Psicoanalisi del traumatico, il nuovo libro di Mauro Manica
di Giulia Cassini
Sogno, dissociazione e linguaggio dell'Effettività
La lingua tedesca non dispone di un termine specifico che le permetta la traduzione della parola “trauma”, ma usa la parola “Traum” per indicare il sogno. Da qui al capolavoro di Freud “L’interpretazione dei sogni” parte idealmente Mauro Manica per la realizzazione del suo ultimo libro intitolato “Psicoanalisi del traumatico“ di Alpes Italia con prefazione di Maurizio Collovà.
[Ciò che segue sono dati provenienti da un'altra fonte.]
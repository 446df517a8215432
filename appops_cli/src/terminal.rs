//! Terminal detection and capability utilities

use is_terminal::IsTerminal;
use std::env;
use std::io::{stderr, stdout};

/// Check if stdout is connected to an interactive terminal
pub fn is_interactive() -> bool {
    // Check if stdout is a terminal
    if !stdout().is_terminal() {
        return false;
    }

    // Check for CI environments that might have TTY but shouldn't be interactive
    if is_ci_environment() {
        return false;
    }

    // Check for non-interactive shell indicators
    if env::var("DEBIAN_FRONTEND").unwrap_or_default() == "noninteractive" {
        return false;
    }

    true
}

/// Check if the terminal supports ANSI escape codes
pub fn supports_ansi() -> bool {
    // If not interactive, no ANSI support
    if !is_interactive() {
        return false;
    }

    // Check TERM environment variable
    let term = env::var("TERM").unwrap_or_default();
    if term == "dumb" || term.is_empty() {
        return false;
    }

    // Windows Terminal, ConEmu, and modern Windows consoles support ANSI
    #[cfg(windows)]
    {
        // Check for Windows Terminal
        if env::var("WT_SESSION").is_ok() {
            return true;
        }
        // Check for ConEmu
        if env::var("ConEmuANSI").unwrap_or_default() == "ON" {
            return true;
        }
        // Check Windows version for native ANSI support (Windows 10+)
        // For now, assume modern Windows supports it
        return true;
    }

    // Unix-like systems generally support ANSI unless TERM=dumb
    #[cfg(unix)]
    {
        true
    }
}

/// Check if stderr is connected to a terminal (for progress display)
pub fn stderr_is_terminal() -> bool {
    stderr().is_terminal()
}

/// Detect if running in a CI environment
fn is_ci_environment() -> bool {
    // Check common CI environment variables
    let ci_vars = [
        "CI",
        "CONTINUOUS_INTEGRATION",
        "JENKINS_URL",
        "GITHUB_ACTIONS",
        "GITLAB_CI",
        "TRAVIS",
        "CIRCLECI",
        "BUILDKITE",
        "DRONE",
        "TEAMCITY_VERSION",
        "TF_BUILD", // Azure DevOps
    ];

    ci_vars.iter().any(|var| env::var(var).is_ok())
}

/// Determine if job progress should be shown by default
pub fn should_show_progress_by_default() -> bool {
    // Job progress is written to stderr
    is_interactive() && stderr_is_terminal() && supports_ansi()
}

/// Whether colored output should be used on stdout
pub fn color_enabled(configured: bool) -> bool {
    if env::var_os("NO_COLOR").is_some() {
        return false;
    }
    configured && supports_ansi()
}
Gli assi portanti, cioè il trauma e il sogno, sono di particolare rilievo nei giorni dell’isolamento che accorcia quella distanza nelle categorie mentali della conoscenza in cui si è soliti incasellare il trauma come evento negativo da evitare e il sogno come il bello a cui tendere. Non è certo un libro scritto in queste ore, ma si presta a diverse letture e si dimostra di estrema attualità. Tornando al testo senza divagare, nelle parole di Mauro Manica il trauma è “Ciò che si dà come insognabile, mentre il sogno è la frontiera immunitaria che trasforma gli antigeni del traumatico”.
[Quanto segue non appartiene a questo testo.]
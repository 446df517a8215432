//! Mock org session for testing

use appops_client_core::error::ValidationError;
use appops_client_core::{OrgSession, Result};
use async_trait::async_trait;
use std::sync::Mutex;
use std::sync::atomic::{AtomicBool, AtomicU32, Ordering};

/// Mock implementation of [`OrgSession`]
///
/// Each successful refresh swaps the access token for `token-<n>`.
pub struct MockOrgSession {
    org_id: String,
    username: String,
    user_id: Option<String>,
    instance_url: String,
    token: Mutex<String>,
    refreshes: AtomicU32,
    fail_refresh: AtomicBool,
}

impl MockOrgSession {
    pub fn new(org_id: &str) -> Self {
        Self {
            org_id: org_id.to_string(),
            username: format!("user@{}.example.com", org_id.to_lowercase()),
            user_id: Some("005000000000001AAA".to_string()),
            instance_url: format!("https://{}.example.com/", org_id.to_lowercase()),
            token: Mutex::new("token-0".to_string()),
            refreshes: AtomicU32::new(0),
            fail_refresh: AtomicBool::new(false),
        }
    }

    pub fn with_username(mut self, username: &str) -> Self {
        self.username = username.to_string();
        self
    }

    pub fn with_token(self, token: &str) -> Self {
        *self.token.lock().unwrap() = token.to_string();
        self
    }

    /// Make every refresh fail
    pub fn failing_refresh(self) -> Self {
        self.fail_refresh.store(true, Ordering::SeqCst);
        self
    }

    /// Number of refresh attempts, successful or not
    pub fn refresh_count(&self) -> u32 {
        self.refreshes.load(Ordering::SeqCst)
    }
}

#[async_trait]
impl OrgSession for MockOrgSession {
    fn org_id(&self) -> &str {
        &self.org_id
    }

    fn username(&self) -> &str {
        &self.username
    }

    fn user_id(&self) -> Option<&str> {
        self.user_id.as_deref()
    }

    fn instance_url(&self) -> &str {
        &self.instance_url
    }

    fn access_token(&self) -> String {
        self.token.lock().unwrap().clone()
    }

    async fn refresh(&self) -> Result<()> {
        let attempt = self.refreshes.fetch_add(1, Ordering::SeqCst) + 1;
        if self.fail_refresh.load(Ordering::SeqCst) {
            return Err(ValidationError::invalid_configuration("mock refresh failure").into());
        }

        *self.token.lock().unwrap() = format!("token-{attempt}");
        Ok(())
    }
}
Le pagine sono una rex extensa dell’interiorità nell’intersecarsi dello sguardo che chi legge può rivolgere dentro di sé, ma pure nella narrazione in cui si ripercorrono passaggi fondamentali della teoria e della clinica psicoanalitica. Trauma e sogno, trauma e dissociazione, trauma e cura diventano allora i capitoli di questo saggio che dedica un Appendice al concetto ogdeniano di terzo analitico intersoggetivo. Tanti i riferimenti culturali e letterari, come quello a Giacomo Leopardi, qui vissuto quale “filosofo delle emozioni” (del resto l’Infinito è una sorta di condensato psicoanalitico) e a capolavori come “La vita è bella”, il film del 1997 diretto e interpretato da Roberto Benigni, ove Manica sottolinea come il titolo sia tratto dalla frase «La vita è bella. Possano le generazioni future liberarla da ogni male, oppressione e violenza e goderla in tutto il suo splendore» del testamento di Lev Trotsky.
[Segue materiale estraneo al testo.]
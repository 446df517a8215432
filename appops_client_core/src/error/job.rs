//! Asynchronous job error types

use thiserror::Error;

/// Errors raised while submitting or awaiting control-plane jobs
#[derive(Error, Debug)]
pub enum JobError {
    /// The submission response carried no job ID
    #[error("No job ID returned after submitting the {operation} request: {reason}")]
    Submission { operation: String, reason: String },

    /// The poll budget was exhausted before the job completed
    #[error("Job {job_id} did not complete within {attempts} polls")]
    Timeout { job_id: String, attempts: u32 },

    /// The caller stopped waiting before the job completed
    #[error("Stopped waiting for job {job_id} before it completed")]
    Cancelled { job_id: String },

    /// The job completed but its result payload could not be used
    #[error("Job {job_id} returned an unusable result: {message}")]
    InvalidResult { job_id: String, message: String },
}

impl JobError {
    /// Create a submission error
    pub fn submission(operation: &str, reason: &str) -> Self {
        Self::Submission {
            operation: operation.to_string(),
            reason: reason.to_string(),
        }
    }

    /// Create a timeout error
    pub fn timeout(job_id: &str, attempts: u32) -> Self {
        Self::Timeout {
            job_id: job_id.to_string(),
            attempts,
        }
    }

    /// Create a cancellation error
    pub fn cancelled(job_id: &str) -> Self {
        Self::Cancelled {
            job_id: job_id.to_string(),
        }
    }

    /// Create an invalid result error
    pub fn invalid_result(job_id: &str, message: &str) -> Self {
        Self::InvalidResult {
            job_id: job_id.to_string(),
            message: message.to_string(),
        }
    }
}

#[cfg(test)]
mod tests {
    use super::*;

    #[test]
    fn test_submission_error() {
        let error = JobError::submission("manage", "empty jobs array");
        assert!(error.to_string().contains("manage"));
        assert!(error.to_string().contains("empty jobs array"));
    }

    #[test]
    fn test_cancelled_error() {
        let error = JobError::cancelled("job-7");
        assert!(error.to_string().contains("job-7"));
    }

    #[test]
    fn test_invalid_result_error() {
        let error = JobError::invalid_result("job-9", "missing resultData");
        assert!(error.to_string().contains("job-9"));
        assert!(error.to_string().contains("missing resultData"));
    }
}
E’ qui che nasce uno dei grandi interrogativi, che anche l’uomo con basse inclinazioni filosofiche si pone ai tempi della pandemia: come si rende sopportabile la morte? “Ognuno di noi sa che non uscirà vivo dalla vita -scrive Manica- Winnicott diceva che ogni volta in cui iniziava un’analisi si augurava di rimanere per tutta la sua durata in salute, sveglio e vivo. E Jung aveva sostenuto che, pur essendo consapevole di dover morire e dunque non negando la realtà della morte, continuava a vivere considerandosi eterno. Allora, nasciamo per vivere? O nasciamo per morire?”
C’è una sorta di barometro che indica come affrontiamo le situazioni estreme. “Io stesso sono cambiato – aggiunge Manica – ad esempio all’inizio mi sembrava che Benigni negasse la realtà. Dopo tante esperienze con i pazienti ho capito che quello è l’unico modo per sopravvivere a una realtà traumatica. Ecco perché nel film Benigni la trasforma in una favola, in un sogno”. In ultimo una digressione sull’attualità: “In alcuni servizi di diagnosi e cura stanno ricominciando le contenzioni dei pazienti che non mettono le mascherine, che fumano e così via. Non è accettabile. Certo, bisogna far rispettare le regole, ma vanno trasmesse con la gentilezza -non intesa nel senso più comune o se vogliamo banalmente- ma nell’accezione ben veicolata dalle scritture ebraiche “Ricorda che sei stato straniero nel paese d'Egitto”, per rendere l’idea. La pubblicazione stessa in definitiva è un modo di mettersi in gioco dialetticamente.
“Dobbiamo gratitudine anche ai nostri pazienti -aggiunge Manica- e si deve allo stesso tempo tenere in conto che tutti siamo dotati di un istinto terapeutico. Noi ci prendiamo cura dei pazienti e viceversa. Del resto la sofferenza psicopatologica più grave è solitamente dovuta all’inibizione di questo aspetto terapeutico nel bambino come in età adulta”.